Best way, we thought, was to run a pilot class and see how it went. The response was overwhelming: we ran two pilot classes side-by-side, and even so we could not take everyone who wanted. Still, we thought, there were bound to be drop-outs. Some would surely not like it; some would simply find they didn’t have time; some would be rather different people at sixteen from what they had been at fourteen. But in fact enthusiasm lasted till the end, and we lost only four along the way.

Who was going to teach them? First thought was to do it ourselves; second was that we might be hot stuff at teaching Latin but not at teaching children, and that so concentrated a course needed professionals. We were lucky in the local teachers who agreed to do it, Sponsorship from OUP provided the Oxford Latin Course for one group, and from CUP the Cambridge Latin Course for another. Thus on a cold morning in February 2008, we were away.

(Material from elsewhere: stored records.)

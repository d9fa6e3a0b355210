use crate::domain::charge::ChargeStatus;
use crate::domain::customer::{Customer, CustomerRequest};
use crate::error::GatewayError;
use crate::gateways::{
    to_minor_units, GatewayOrder, OrderMethod, OrderRequest, PaymentGateway, TransferDetails,
    VoucherDetails,
};
use std::collections::{HashMap, VecDeque};
use std::sync::atomic::{AtomicUsize, Ordering};
use std::sync::Mutex;

// in-memory gateway for tests: dedups orders by idempotency key the way a
// real provider does, and can be scripted to fail before succeeding
pub struct MockGateway {
    pub charge_status: Mutex<ChargeStatus>,
    scripted_errors: Mutex<VecDeque<GatewayError>>,
    customers_by_email: Mutex<HashMap<String, Customer>>,
    orders_by_key: Mutex<HashMap<String, GatewayOrder>>,
    orders_by_id: Mutex<HashMap<String, GatewayOrder>>,
    order_calls: AtomicUsize,
    customer_calls: AtomicUsize,
    next_order: AtomicUsize,
    find_misses: AtomicUsize,
}

impl Default for MockGateway {
    fn default() -> Self {
        Self::with_status(ChargeStatus::Paid)
    }
}

impl MockGateway {
    pub fn new() -> Self {
        Self::default()
    }

    pub fn with_status(status: ChargeStatus) -> Self {
        MockGateway {
            charge_status: Mutex::new(status),
            scripted_errors: Mutex::new(VecDeque::new()),
            customers_by_email: Mutex::new(HashMap::new()),
            orders_by_key: Mutex::new(HashMap::new()),
            orders_by_id: Mutex::new(HashMap::new()),
            order_calls: AtomicUsize::new(0),
            customer_calls: AtomicUsize::new(0),
            next_order: AtomicUsize::new(0),
            find_misses: AtomicUsize::new(0),
        }
    }

    // the next n customer lookups return nothing even when the customer
    // exists, mimicking provider read lag around concurrent creation
    pub fn miss_next_finds(&self, n: usize) {
        self.find_misses.store(n, Ordering::SeqCst);
    }

    pub fn script_error(&self, error: GatewayError) {
        self.scripted_errors.lock().unwrap().push_back(error);
    }

    pub fn order_calls(&self) -> usize {
        self.order_calls.load(Ordering::SeqCst)
    }

    pub fn customer_calls(&self) -> usize {
        self.customer_calls.load(Ordering::SeqCst)
    }

    pub fn created_orders(&self) -> usize {
        self.orders_by_id.lock().unwrap().len()
    }

    pub fn seed_customer(&self, customer: Customer) {
        self.customers_by_email
            .lock()
            .unwrap()
            .insert(customer.email.clone(), customer);
    }

    pub fn seed_order(&self, order: GatewayOrder) {
        self.orders_by_id
            .lock()
            .unwrap()
            .insert(order.order_id.clone(), order);
    }

    // pre-bind an order to an idempotency key, as a provider replaying an
    // earlier submission would
    pub fn seed_order_for_key(&self, idempotency_key: &str, order: GatewayOrder) {
        self.orders_by_key
            .lock()
            .unwrap()
            .insert(idempotency_key.to_string(), order.clone());
        self.orders_by_id
            .lock()
            .unwrap()
            .insert(order.order_id.clone(), order);
    }

    pub fn set_order_status(&self, order_id: &str, status: ChargeStatus) {
        if let Some(order) = self.orders_by_id.lock().unwrap().get_mut(order_id) {
            order.status = status;
        }
    }

    fn take_scripted_error(&self) -> Option<GatewayError> {
        self.scripted_errors.lock().unwrap().pop_front()
    }

    fn build_order(&self, request: &OrderRequest) -> GatewayOrder {
        let n = self.next_order.fetch_add(1, Ordering::SeqCst) + 1;
        let status = self.charge_status.lock().unwrap().clone();
        let method = request.method.payment_method();

        let oxxo = match &request.method {
            OrderMethod::OxxoCash { expires_at } => Some(VoucherDetails {
                reference: format!("930001234567{n:02}"),
                barcode_url: Some(format!("https://mock.pay/barcode/{n}")),
                hosted_voucher_url: Some(format!("https://mock.pay/voucher/{n}")),
                expires_at: Some(*expires_at),
            }),
            _ => None,
        };

        let spei = match &request.method {
            OrderMethod::Spei { .. } => Some(TransferDetails {
                clabe: Some(format!("6461805278000000{n:02}")),
                reference: Some(format!("SPEI{n:06}")),
                bank: Some("STP".to_string()),
            }),
            _ => None,
        };

        GatewayOrder {
            order_id: format!("ord_mock_{n}"),
            charge_id: Some(format!("chg_mock_{n}")),
            status,
            amount_minor: to_minor_units(request.amount),
            currency: request.currency.clone(),
            payment_method: method,
            oxxo,
            spei,
        }
    }
}

#[async_trait::async_trait]
impl PaymentGateway for MockGateway {
    fn name(&self) -> &'static str {
        "mock"
    }

    async fn find_customer(&self, email: &str) -> Result<Option<Customer>, GatewayError> {
        self.customer_calls.fetch_add(1, Ordering::SeqCst);
        if let Some(error) = self.take_scripted_error() {
            return Err(error);
        }
        if self
            .find_misses
            .fetch_update(Ordering::SeqCst, Ordering::SeqCst, |m| m.checked_sub(1))
            .is_ok()
        {
            return Ok(None);
        }
        Ok(self
            .customers_by_email
            .lock()
            .unwrap()
            .get(email)
            .cloned()
            .map(|mut c| {
                c.existing = true;
                c
            }))
    }

    async fn create_customer(
        &self,
        request: &CustomerRequest,
        _idempotency_key: &str,
    ) -> Result<Customer, GatewayError> {
        self.customer_calls.fetch_add(1, Ordering::SeqCst);
        if let Some(error) = self.take_scripted_error() {
            return Err(error);
        }
        let mut customers = self.customers_by_email.lock().unwrap();
        if let Some(found) = customers.get(&request.email) {
            return Err(GatewayError::AlreadyExists {
                id: found.id.clone(),
            });
        }
        let n = customers.len() + 1;
        let customer = Customer {
            id: format!("cus_mock_{n}"),
            name: request.name.clone(),
            email: request.email.clone(),
            phone: request.phone.clone().unwrap_or_default(),
            existing: false,
        };
        customers.insert(customer.email.clone(), customer.clone());
        Ok(customer)
    }

    async fn create_order(
        &self,
        request: &OrderRequest,
        idempotency_key: &str,
    ) -> Result<GatewayOrder, GatewayError> {
        self.order_calls.fetch_add(1, Ordering::SeqCst);
        if let Some(error) = self.take_scripted_error() {
            return Err(error);
        }

        // provider-side idempotency: same key replays the original order
        if let Some(existing) = self.orders_by_key.lock().unwrap().get(idempotency_key) {
            return Ok(existing.clone());
        }

        let order = self.build_order(request);
        if order.status == ChargeStatus::Declined {
            return Err(GatewayError::Declined {
                code: "card_declined".to_string(),
                message: "mock decline".to_string(),
            });
        }

        self.orders_by_key
            .lock()
            .unwrap()
            .insert(idempotency_key.to_string(), order.clone());
        self.orders_by_id
            .lock()
            .unwrap()
            .insert(order.order_id.clone(), order.clone());
        Ok(order)
    }

    async fn fetch_order(&self, order_id: &str) -> Result<GatewayOrder, GatewayError> {
        if let Some(error) = self.take_scripted_error() {
            return Err(error);
        }
        self.orders_by_id
            .lock()
            .unwrap()
            .get(order_id)
            .cloned()
            .ok_or_else(|| GatewayError::InvalidResponse(format!("unknown order {order_id}")))
    }
}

How do the students feel about it now? They don’t think of Latin as the ‘dead language’ which many call it, and have been happy to consider be part of a minority of state school pupils studying Latin- that sort of course seems too often to be reserved for public school pupils. As one student explained, ‘everyone in the class wanted to learn. It didn’t feel like the normal school lesson.’

Teachers as well as pupils have found it rewarding. ‘Latin isn’t easy,’ says one teacher, ‘and people who have been effortlessly good at everything else find they have to try. That challenge can alarm – or it can inspire. I think that’s why they got up on Saturday mornings for two years. They were inspired, they discovered a world they hadn’t known was there through the ideas and stories of the ancient Roman writers. It was an inspiring class to teach!’

What now? There are two new generations starting classes, one of them in Oxford and one in Chipping Norton, again with full support from the Faculty; St Edward’s School, Oxford is also supporting. As for our first students, we hope that some will have the chance to study classical subjects in the sixth form and perhaps at university. Even those who do not may well find in thirty years’ time that they are the ones who can explain what a Latin inscription means. If so, they will look back proudly on those Saturday mornings long ago.